Regarding claims 19 and 20, under the Alice framework Step 1, the claim recites a machine.
Under the Alice framework Step 2A prong 1, claims 19 and 20 recite an abstract idea in the grouping of Mathematical Concepts. The claim recites mathematical calculations to perform a convolution transpose operation, wherein a convolution transpose operation between an input tensor and a plurality of filter weights is described in the specification by equation (2): BV = AV * CT at [0007].  The claim further recites mathematical relationships and calculations to perform the convolution transpose operation by performing a direct convolution between the input tensor and a plurality of sub-filters (weights), wherein a convolution operation is described in the specification by equation (1): BV = AV * C at [0006].  These steps recite mathematical steps to perform a convolution transpose by performing convolutions of smaller portions of the weights, and reassembling the full convolution transpose by interleaving results.
Under the Alice framework Step 2A prong 2 analysis, claims 19 and 20 recite the following additional elements: one or more convolution engines, and an interleave engine, a computer readable storage medium having stored thereon a computer readable dataset description (claim 19 and 20), and a layout processing system 
Moreover, under the Alice Framework Step 2B analysis, the claim, considered individually and as an ordered combination does not include additional elements that are sufficient to amount to significantly more than the abstract idea.  Any purported innovation is in the math, i.e., how the transpose convolution is ordered into smaller convolutions, and a final result is from interleaving results of the convolutions.  It is the math that drives the selection of a generic convolution engine(s) and interleave engine in a manner such that the combination of generic circuits flows as a natural consequence of the math. For these reasons claim 20 does not amount to significantly more than the abstract idea.

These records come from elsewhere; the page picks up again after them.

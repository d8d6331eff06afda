//! Worker Module
//!
//! Network interceptor that answers requests from versioned cache partitions
//! or the network.
//!
//! # Routing
//! - non-GET: passed through untouched
//! - static-prefixed paths: cache-first, stored in the static partition
//! - images and video: cache-first, stored in the dynamic partition
//! - everything else: network-first, falling back to cache and then to the
//!   cached root document for navigations
//!
//! Only complete `200` responses to requests without credentials are stored.

mod actor;
mod fetcher;
mod persist;
mod request;
mod service;
mod storage;
mod strategy;

pub use actor::{spawn_worker, ControlMessage, WorkerHandle, WorkerMessage, MAILBOX_CAPACITY};
pub use fetcher::{Fetcher, HttpFetcher};
pub use request::{
    cache_key, strip_hop_by_hop, Destination, FetchRequest, FetchResponse, RequestMode,
    OFFLINE_MESSAGE,
};
pub use service::{
    InstallPolicy, InstallReport, PartitionSummary, ServiceWorker, UpdateReport, WorkerConfig,
    WorkerState, WorkerStatus, DEFAULT_PRECACHE, DEFAULT_RETENTION_INTERVAL,
    DEFAULT_RETENTION_MAX_AGE,
};
pub use storage::CacheStorage;
pub use strategy::{classify, PartitionNames, PartitionRole, Strategy};
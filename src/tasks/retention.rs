//! Retention Sweep Task
//!
//! Periodically drops cached responses whose `date` header is older than the
//! retention window, so the dynamic partition cannot grow forever.

use std::time::Duration;

use chrono::Utc;
use tracing::{debug, info};

use crate::tasks::CleanupHandle;
use crate::worker::CacheStorage;

/// Spawns a task that sweeps every partition of `storage` each `interval`.
pub fn spawn_retention_task(
    storage: CacheStorage,
    interval: Duration,
    max_age: Duration,
) -> CleanupHandle {
    let handle = tokio::spawn(async move {
        info!(
            "Starting retention sweep every {:?}, max age {:?}",
            interval, max_age
        );

        loop {
            tokio::time::sleep(interval).await;

            let removed = storage.remove_older_than(max_age, Utc::now()).await;

            if removed > 0 {
                info!("Retention sweep: removed {} stale responses", removed);
            } else {
                debug!("Retention sweep: nothing to remove");
            }
        }
    });

    CleanupHandle::new(handle)
}
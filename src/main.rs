//! Site Cache - offline-first caching proxy
//!
//! Runs the network interceptor in front of the site's origin.

use std::net::SocketAddr;
use std::sync::Arc;

use anyhow::Context;
use tokio::signal;
use tracing::{info, warn};
use tracing_subscriber::{layer::SubscriberExt, util::SubscriberInitExt};

use site_cache::api::{create_router, AppState};
use site_cache::cache::HttpImageLoader;
use site_cache::worker::{CacheStorage, HttpFetcher};
use site_cache::{
    spawn_retention_task, spawn_worker, AppContext, CleanupHandle, Config, ServiceWorker,
};

/// Main entry point for the caching proxy.
///
/// # Startup Sequence
/// 1. Initialize tracing subscriber for logging
/// 2. Load configuration from environment variables
/// 3. Open the cache partitions, spawn the worker task, then install and
///    activate it
/// 4. Start the retention sweep and the application caches
/// 5. Serve the proxy router on the configured port
/// 6. Stop background work on SIGINT/SIGTERM
#[tokio::main]
async fn main() -> anyhow::Result<()> {
    // Defaults to "info" level, can be overridden with RUST_LOG env var
    tracing_subscriber::registry()
        .with(
            tracing_subscriber::EnvFilter::try_from_default_env()
                .unwrap_or_else(|_| "site_cache=info,tower_http=info".into()),
        )
        .with(tracing_subscriber::fmt::layer())
        .init();

    info!("Starting Site Cache proxy");

    let config = Config::from_env();
    let worker_config = config.worker_config()?;
    info!(
        "Configuration loaded: origin={}, version={}, port={}, precache={} assets",
        worker_config.origin,
        worker_config.version,
        config.server_port,
        worker_config.precache.len()
    );

    let client = reqwest::Client::builder()
        .build()
        .context("failed to build HTTP client")?;

    let storage = match &config.cache_dir {
        Some(dir) => CacheStorage::persistent(dir)
            .await
            .with_context(|| format!("failed to open cache directory {}", dir.display()))?,
        None => {
            info!("CACHE_DIR is empty, keeping partitions in memory only");
            CacheStorage::new()
        }
    };
    let origin = worker_config.origin.clone();
    let retention_interval = worker_config.retention_interval;
    let retention_max_age = worker_config.retention_max_age;

    let worker = Arc::new(ServiceWorker::new(
        worker_config,
        storage.clone(),
        Arc::new(HttpFetcher::new(client.clone())),
    ));
    let (handle, worker_task) = spawn_worker(worker);

    match handle.register().await {
        Ok(report) if report.failed.is_empty() => {
            info!("Worker registered, {} assets precached", report.cached.len());
        }
        Ok(report) => {
            warn!(
                "Worker registered with {} precache failures: {}",
                report.failed.len(),
                report.failed.join(", ")
            );
        }
        Err(e) => return Err(e).context("worker registration failed"),
    }

    let retention = spawn_retention_task(storage, retention_interval, retention_max_age);

    let app = Arc::new(
        AppContext::start(&config, Arc::new(HttpImageLoader::new(client)))
            .context("failed to start application caches")?,
    );

    let router = create_router(AppState::new(handle, app.clone(), origin));

    let addr = SocketAddr::from(([0, 0, 0, 0], config.server_port));
    let listener = tokio::net::TcpListener::bind(addr)
        .await
        .with_context(|| format!("failed to bind {}", addr))?;
    info!("Proxy listening on http://{}", addr);

    axum::serve(listener, router)
        .with_graceful_shutdown(shutdown_signal(retention))
        .await
        .context("server error")?;

    app.shutdown().await;
    worker_task.abort();
    info!("Proxy shutdown complete");
    Ok(())
}

/// Waits for shutdown signal (Ctrl+C or SIGTERM), then stops the retention
/// sweep.
async fn shutdown_signal(retention: CleanupHandle) {
    let ctrl_c = async {
        if let Err(e) = signal::ctrl_c().await {
            warn!("Failed to listen for Ctrl+C: {}", e);
            std::future::pending::<()>().await;
        }
    };

    #[cfg(unix)]
    let terminate = async {
        match signal::unix::signal(signal::unix::SignalKind::terminate()) {
            Ok(mut sigterm) => {
                sigterm.recv().await;
            }
            Err(e) => {
                warn!("Failed to install SIGTERM handler: {}", e);
                std::future::pending::<()>().await;
            }
        }
    };

    #[cfg(not(unix))]
    let terminate = std::future::pending::<()>();

    tokio::select! {
        _ = ctrl_c => {
            info!("Received Ctrl+C, initiating shutdown...");
        }
        _ = terminate => {
            info!("Received SIGTERM, initiating shutdown...");
        }
    }

    retention.stop();
    warn!("Retention sweep stopped");
}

Claim Rejections - 35 USC § 102
In the event the determination of the status of the application as subject to AIA  35 U.S.C. 102 and 103 (or as subject to pre-AIA  35 U.S.C. 102 and 103) is incorrect, any correction of the statutory basis for the rejection will not be considered a new ground of rejection if the prior art relied upon, and the rationale supporting the rejection, would be the same under either status.  
The following is a quotation of the appropriate paragraphs of 35 U.S.C. 102 that form the basis for the rejections under this section made in this Office action:
A person shall be entitled to a patent unless –

(a)(1) the claimed invention was patented, described in a printed publication, or in public use, on sale or otherwise available to the public before the effective filing date of the claimed invention.


Claims 1, 3-4, 7-15, and 17-20 are rejected under 35 U.S.C. 102(a)(1) as being anticipated US 20180032857 A1, Lele et al., (hereinafter “Lele”).

Regarding claim 1, Lele teaches the following:
A system to perform a convolution transpose operation between an input tensor comprising a plurality of input elements and a filter comprising a plurality of filter weights (abstract, CNN accelerator for system, deconvolution for convolution transpose, fig 3 310 input feature map for input tensor, fig 6A 600 filter comprising a plurality of filter weights) the system comprising: 
one or more convolution engines configured to perform a direct convolution between the input tensor and each of a plurality of sub-filters to generate a plurality of sub- output tensors comprising a plurality of output elements, each sub-filter comprising a subset of the filter weights of 
an interleave engine configured to interleave the output elements of the plurality of sub-output tensors to generate a final output tensor for the convolution transpose (Fig 6C, 11A,B, [0061] last sentence,  interlace for interleave by sequencer unit or in another embodiment by transformation elements 1180 as in Fig 11B [0090]).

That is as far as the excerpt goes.